A region N-terminal to the tandem SH3 domain of p47phox plays a crucial role in the activation of the phagocyte NADPH oxidase

The superoxide-producing NADPH oxidase in phagocytes is crucial for host defence; its catalytic core is the membrane-integrated protein gp91(phox) [also known as Nox2 (NADPH oxidase 2)], which forms a stable heterodimer with p22P(phox). Activation of the oxidase requires membrane translocation of the three cytosolic proteins p47(phox), p67(phox) and the small GTPase Rac. At the membrane, these proteins assemble with the gp91(phox)-p22(phox) heterodimer and induce a conformational change of gp91(phox), leading to Superoxide production. p47(phox) translocates to membranes using its two tandemly arranged SH3 domains, which directly interact with P22(phox), whereas P67(phox) is recruited in a P47(phox)-dependent manner. In the present study, we show that a short region N-terminal to the bis-SH3 domain is required for activation of the phagocyte NADPH oxidase. Alanine substitution for IIe(152) in this region, a residue that is completely conserved during evolution, results in a loss of the ability to activate the oxidase; and the replacement of Thr(153) also prevents oxidase activation, but to a lesser extent.

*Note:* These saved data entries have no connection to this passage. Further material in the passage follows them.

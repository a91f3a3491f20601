//! Terminal session allocation and teardown

use std::collections::HashMap;
use std::sync::Arc;

use serde::Deserialize;
use tracing::{debug, info};

use crate::engine::{
    ContainerEngine, ContainerSpec, EngineResult, ExecStream, ResourceLimits,
};

/// Bound on one write to the client, to avoid head-of-line stalls
pub const OUTPUT_CHUNK: usize = 4096;

/// Frames the browser sends over the terminal socket
#[derive(Debug, Deserialize)]
#[serde(tag = "type", rename_all = "lowercase")]
pub enum ClientFrame {
    Input { data: String },
    Resize { rows: u16, cols: u16 },
    Close,
}

/// Split raw PTY output into bounded, lossily decoded text chunks
pub fn chunk_text(data: &[u8]) -> Vec<String> {
    data.chunks(OUTPUT_CHUNK)
        .map(|chunk| String::from_utf8_lossy(chunk).to_string())
        .collect()
}

/// One throwaway container with an attached interactive shell
pub struct TerminalSession {
    engine: Arc<dyn ContainerEngine>,
    container_id: String,
    exec_id: String,
    stream: Option<ExecStream>,
}

impl TerminalSession {
    /// Create the ephemeral container, attach an interactive exec, and hand
    /// back the session. On any setup failure the container is removed
    /// before the error propagates.
    pub async fn allocate(
        engine: Arc<dyn ContainerEngine>,
        image: &str,
        env: &HashMap<String, String>,
        enrollment_id: i64,
    ) -> EngineResult<Self> {
        let mut spec = ContainerSpec::new(image);
        spec.command = Some(vec!["/bin/bash".to_string()]);
        spec.env = env.clone();
        spec.limits = ResourceLimits::script();
        spec.tty = true;
        spec.stdin_open = true;
        spec.labels = HashMap::from([
            ("app".to_string(), "livelabs".to_string()),
            ("type".to_string(), "terminal".to_string()),
            ("enrollment_id".to_string(), enrollment_id.to_string()),
        ]);

        let container_id = engine.create_container(&spec).await?;

        let setup = async {
            engine.start_container(&container_id).await?;
            let exec_id = engine
                .create_exec(&container_id, vec!["/bin/bash".to_string()])
                .await?;
            let stream = engine.start_exec(&exec_id).await?;
            Ok::<_, crate::engine::EngineError>((exec_id, stream))
        };

        let (exec_id, stream) = match setup.await {
            Ok(parts) => parts,
            Err(e) => {
                if let Err(remove_err) = engine.remove_container(&container_id, true).await {
                    debug!(
                        "Terminal setup cleanup failed | container_id={} | error={}",
                        container_id, remove_err
                    );
                }
                return Err(e);
            }
        };

        info!(
            "Terminal session allocated | enrollment_id={} | container_id={}",
            enrollment_id, container_id
        );

        Ok(Self {
            engine,
            container_id,
            exec_id,
            stream: Some(stream),
        })
    }

    pub fn container_id(&self) -> &str {
        &self.container_id
    }

    /// Take ownership of the raw duplex streams; each half goes to its pump
    pub fn take_stream(&mut self) -> Option<ExecStream> {
        self.stream.take()
    }

    /// Best-effort TTY resize; failures are swallowed
    pub async fn resize(&mut self, rows: u16, cols: u16) {
        if let Err(e) = self.engine.resize_exec(&self.exec_id, rows, cols).await {
            debug!(
                "Terminal resize failed | container_id={} | error={}",
                self.container_id, e
            );
        }
    }

    /// Stop (1 s grace) and force-remove the container. Errors are logged,
    /// never surfaced: teardown runs on every exit path.
    pub async fn teardown(&mut self) {
        if let Err(e) = self.engine.stop_container(&self.container_id, 1).await {
            debug!(
                "Terminal stop failed | container_id={} | error={}",
                self.container_id, e
            );
        }

        if let Err(e) = self.engine.remove_container(&self.container_id, true).await {
            debug!(
                "Terminal remove failed | container_id={} | error={}",
                self.container_id, e
            );
        }

        info!("Terminal session closed | container_id={}", self.container_id);
    }
}
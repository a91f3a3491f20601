//! In-memory engine used by unit tests

use std::collections::{HashMap, HashSet, VecDeque};
use std::sync::atomic::{AtomicU64, AtomicUsize, Ordering};
use std::time::Duration;

use async_trait::async_trait;
use bytes::Bytes;
use futures_util::StreamExt;
use parking_lot::Mutex;
use tokio::io::AsyncReadExt;
use tokio_stream::wrappers::UnboundedReceiverStream;

use super::traits::{
    ContainerDetails, ContainerEngine, ContainerSpec, ContainerState, DiskUsage, EngineError,
    EngineResult, ExecStream, ImageDetails, PruneReport,
};

/// Scripted outcome for the next created container
#[derive(Debug, Clone)]
pub struct FakeRun {
    pub exit_code: i64,
    pub stdout: String,
    pub stderr: String,
    /// When set, `wait_container` never resolves (drives timeout paths)
    pub hang: bool,
}

impl Default for FakeRun {
    fn default() -> Self {
        Self {
            exit_code: 0,
            stdout: String::new(),
            stderr: String::new(),
            hang: false,
        }
    }
}

impl FakeRun {
    pub fn exit(code: i64) -> Self {
        Self {
            exit_code: code,
            ..Default::default()
        }
    }

    pub fn stdout(mut self, out: impl Into<String>) -> Self {
        self.stdout = out.into();
        self
    }

    pub fn stderr(mut self, err: impl Into<String>) -> Self {
        self.stderr = err.into();
        self
    }

    pub fn hanging() -> Self {
        Self {
            hang: true,
            ..Default::default()
        }
    }
}

struct FakeContainer {
    id: String,
    name: Option<String>,
    spec: ContainerSpec,
    state: ContainerState,
    outcome: FakeRun,
}

/// Engine double backed by plain maps.
///
/// Containers run scripted outcomes queued with [`FakeEngine::plan`]; execs
/// echo whatever is written to them, which is enough to drive a terminal
/// session end to end.
pub struct FakeEngine {
    containers: Mutex<HashMap<String, FakeContainer>>,
    /// Locally cached images
    images: Mutex<HashSet<String>>,
    /// Images available for pull
    registry: Mutex<HashSet<String>>,
    planned: Mutex<VecDeque<FakeRun>>,
    last_spec: Mutex<Option<ContainerSpec>>,
    created_total: AtomicUsize,
    next_id: AtomicU64,
    pull_count: AtomicUsize,
    pull_delay: Mutex<Option<Duration>>,
}

impl FakeEngine {
    pub fn new() -> Self {
        Self {
            containers: Mutex::new(HashMap::new()),
            images: Mutex::new(HashSet::new()),
            registry: Mutex::new(HashSet::new()),
            planned: Mutex::new(VecDeque::new()),
            last_spec: Mutex::new(None),
            created_total: AtomicUsize::new(0),
            next_id: AtomicU64::new(1),
            pull_count: AtomicUsize::new(0),
            pull_delay: Mutex::new(None),
        }
    }

    pub fn with_images(images: &[&str]) -> Self {
        let engine = Self::new();
        for image in images {
            engine.add_image(image);
        }
        engine
    }

    pub fn add_image(&self, image: &str) {
        self.images.lock().insert(image.to_string());
    }

    pub fn add_registry_image(&self, image: &str) {
        self.registry.lock().insert(image.to_string());
    }

    pub fn set_pull_delay(&self, delay: Duration) {
        *self.pull_delay.lock() = Some(delay);
    }

    pub fn pull_count(&self) -> usize {
        self.pull_count.load(Ordering::SeqCst)
    }

    pub fn plan(&self, run: FakeRun) {
        self.planned.lock().push_back(run);
    }

    /// Spec of the most recently created container (survives removal)
    pub fn last_spec(&self) -> Option<ContainerSpec> {
        self.last_spec.lock().clone()
    }

    /// Total containers ever created (survives removal)
    pub fn created_total(&self) -> usize {
        self.created_total.load(Ordering::SeqCst)
    }

    pub fn container_count(&self) -> usize {
        self.containers.lock().len()
    }

    pub fn container_state(&self, handle: &str) -> Option<ContainerState> {
        let containers = self.containers.lock();
        Self::resolve(&containers, handle).map(|c| c.state)
    }

    pub fn container_spec(&self, handle: &str) -> Option<ContainerSpec> {
        let containers = self.containers.lock();
        Self::resolve(&containers, handle).map(|c| c.spec.clone())
    }

    pub fn set_state(&self, handle: &str, state: ContainerState) {
        let mut containers = self.containers.lock();
        if let Some(id) = Self::resolve(&containers, handle).map(|c| c.id.clone()) {
            if let Some(container) = containers.get_mut(&id) {
                container.state = state;
            }
        }
    }

    /// Drop a container behind the orchestrator's back (simulates an
    /// out-of-band `docker rm`)
    pub fn vanish(&self, handle: &str) {
        let mut containers = self.containers.lock();
        if let Some(id) = Self::resolve(&containers, handle).map(|c| c.id.clone()) {
            containers.remove(&id);
        }
    }

    fn resolve<'a>(
        containers: &'a HashMap<String, FakeContainer>,
        handle: &str,
    ) -> Option<&'a FakeContainer> {
        containers
            .get(handle)
            .or_else(|| containers.values().find(|c| c.name.as_deref() == Some(handle)))
    }

    fn resolve_id(&self, handle: &str) -> EngineResult<String> {
        let containers = self.containers.lock();
        Self::resolve(&containers, handle)
            .map(|c| c.id.clone())
            .ok_or_else(|| EngineError::ContainerNotFound(handle.to_string()))
    }
}

impl Default for FakeEngine {
    fn default() -> Self {
        Self::new()
    }
}

#[async_trait]
impl ContainerEngine for FakeEngine {
    async fn ping(&self) -> EngineResult<()> {
        Ok(())
    }

    async fn image_status(&self, image: &str) -> EngineResult<Option<ImageDetails>> {
        if self.images.lock().contains(image) {
            Ok(Some(ImageDetails {
                image: image.to_string(),
                id: format!("sha256:{}", image.len()),
                size_bytes: 1024 * 1024,
                created: None,
            }))
        } else {
            Ok(None)
        }
    }

    async fn list_images(&self) -> EngineResult<Vec<ImageDetails>> {
        let images = self.images.lock().iter().cloned().collect::<Vec<_>>();
        let mut result = Vec::new();
        for image in images {
            if let Some(details) = self.image_status(&image).await? {
                result.push(details);
            }
        }
        Ok(result)
    }

    async fn pull_image(&self, image: &str) -> EngineResult<()> {
        let delay = *self.pull_delay.lock();
        if let Some(delay) = delay {
            tokio::time::sleep(delay).await;
        }

        if !self.registry.lock().contains(image) {
            return Err(EngineError::ImageNotFound(image.to_string()));
        }

        self.pull_count.fetch_add(1, Ordering::SeqCst);
        self.images.lock().insert(image.to_string());
        Ok(())
    }

    async fn remove_image(&self, image: &str, _force: bool) -> EngineResult<()> {
        if self.images.lock().remove(image) {
            Ok(())
        } else {
            Err(EngineError::ImageNotFound(image.to_string()))
        }
    }

    async fn disk_usage(&self) -> EngineResult<DiskUsage> {
        Ok(DiskUsage {
            images_count: self.images.lock().len(),
            containers_count: self.containers.lock().len(),
            ..Default::default()
        })
    }

    async fn prune(&self) -> EngineResult<PruneReport> {
        let mut containers = self.containers.lock();
        let before = containers.len();
        containers.retain(|_, c| c.state == ContainerState::Running);

        Ok(PruneReport {
            containers_removed: before - containers.len(),
            ..Default::default()
        })
    }

    async fn create_container(&self, spec: &ContainerSpec) -> EngineResult<String> {
        if !self.images.lock().contains(&spec.image) {
            return Err(EngineError::ImageNotFound(spec.image.clone()));
        }

        let mut containers = self.containers.lock();

        if let Some(name) = &spec.name {
            if containers.values().any(|c| c.name.as_deref() == Some(name)) {
                return Err(EngineError::ContainerExists(name.clone()));
            }
        }

        let id = format!("fake-{}", self.next_id.fetch_add(1, Ordering::SeqCst));
        let outcome = self.planned.lock().pop_front().unwrap_or_default();
        *self.last_spec.lock() = Some(spec.clone());
        self.created_total.fetch_add(1, Ordering::SeqCst);

        containers.insert(
            id.clone(),
            FakeContainer {
                id: id.clone(),
                name: spec.name.clone(),
                spec: spec.clone(),
                state: ContainerState::Created,
                outcome,
            },
        );

        Ok(id)
    }

    async fn start_container(&self, handle: &str) -> EngineResult<()> {
        let id = self.resolve_id(handle)?;
        let mut containers = self.containers.lock();
        if let Some(container) = containers.get_mut(&id) {
            container.state = ContainerState::Running;
        }
        Ok(())
    }

    async fn stop_container(&self, handle: &str, _grace_secs: i64) -> EngineResult<()> {
        let id = self.resolve_id(handle)?;
        let mut containers = self.containers.lock();
        if let Some(container) = containers.get_mut(&id) {
            container.state = ContainerState::Exited;
        }
        Ok(())
    }

    async fn restart_container(&self, handle: &str, _grace_secs: i64) -> EngineResult<()> {
        let id = self.resolve_id(handle)?;
        let mut containers = self.containers.lock();
        if let Some(container) = containers.get_mut(&id) {
            container.state = ContainerState::Running;
        }
        Ok(())
    }

    async fn kill_container(&self, handle: &str) -> EngineResult<()> {
        let id = self.resolve_id(handle)?;
        let mut containers = self.containers.lock();
        if let Some(container) = containers.get_mut(&id) {
            container.state = ContainerState::Exited;
        }
        Ok(())
    }

    async fn remove_container(&self, handle: &str, _force: bool) -> EngineResult<()> {
        let id = self.resolve_id(handle)?;
        self.containers.lock().remove(&id);
        Ok(())
    }

    async fn inspect_container(&self, handle: &str) -> EngineResult<ContainerDetails> {
        let containers = self.containers.lock();
        let container = Self::resolve(&containers, handle)
            .ok_or_else(|| EngineError::ContainerNotFound(handle.to_string()))?;

        Ok(ContainerDetails {
            id: container.id.clone(),
            name: container.name.clone().unwrap_or_default(),
            state: container.state,
            ports: container.spec.ports.clone(),
        })
    }

    async fn wait_container(&self, handle: &str) -> EngineResult<i64> {
        let id = self.resolve_id(handle)?;

        let (hang, exit_code) = {
            let containers = self.containers.lock();
            let container = containers
                .get(&id)
                .ok_or_else(|| EngineError::ContainerNotFound(id.clone()))?;
            (container.outcome.hang, container.outcome.exit_code)
        };

        if hang {
            std::future::pending::<()>().await;
        }

        let mut containers = self.containers.lock();
        if let Some(container) = containers.get_mut(&id) {
            container.state = ContainerState::Exited;
        }

        Ok(exit_code)
    }

    async fn container_logs(&self, handle: &str, stdout: bool, stderr: bool) -> EngineResult<String> {
        let id = self.resolve_id(handle)?;
        let containers = self.containers.lock();
        let container = containers
            .get(&id)
            .ok_or_else(|| EngineError::ContainerNotFound(id.clone()))?;

        let mut collected = String::new();
        if stdout {
            collected.push_str(&container.outcome.stdout);
        }
        if stderr {
            collected.push_str(&container.outcome.stderr);
        }

        Ok(collected)
    }

    async fn create_exec(&self, container_id: &str, _cmd: Vec<String>) -> EngineResult<String> {
        let id = self.resolve_id(container_id)?;
        Ok(format!("exec-{}", id))
    }

    async fn start_exec(&self, _exec_id: &str) -> EngineResult<ExecStream> {
        let (input, mut echo) = tokio::io::duplex(4096);
        let (tx, rx) = tokio::sync::mpsc::unbounded_channel::<Bytes>();

        tokio::spawn(async move {
            let mut buf = [0u8; 4096];
            loop {
                match echo.read(&mut buf).await {
                    Ok(0) | Err(_) => break,
                    Ok(n) => {
                        if tx.send(Bytes::copy_from_slice(&buf[..n])).is_err() {
                            break;
                        }
                    }
                }
            }
        });

        Ok(ExecStream {
            input: Box::pin(input),
            output: Box::pin(UnboundedReceiverStream::new(rx).map(Ok)),
        })
    }

    async fn resize_exec(&self, _exec_id: &str, _rows: u16, _cols: u16) -> EngineResult<()> {
        Ok(())
    }
}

In addition, the corresponding isoleucine residue (IIe(151)) of the p47(phox) homologue Noxol (Nox organizer 1) participates in the activation of non-phagocytic oxidases, such as Nox1 and Nox3. The I152A substitution in p47(phox). however, does not affect its interaction with P22(phox) or with p67(phox). Consistent with this, a mutant P47(phox) (I152A), as well as the wild-type protein, is targeted upon cell stimulation to membranes, and membrane recruitment of P67(phox) and Rac normally occurs in P47(phox) (I152A)-expressing cells. Thus the IIe(152)-containing region of p47(phox) plays a crucial role in oxidase activation, probably by functioning at a process after oxidase assembly.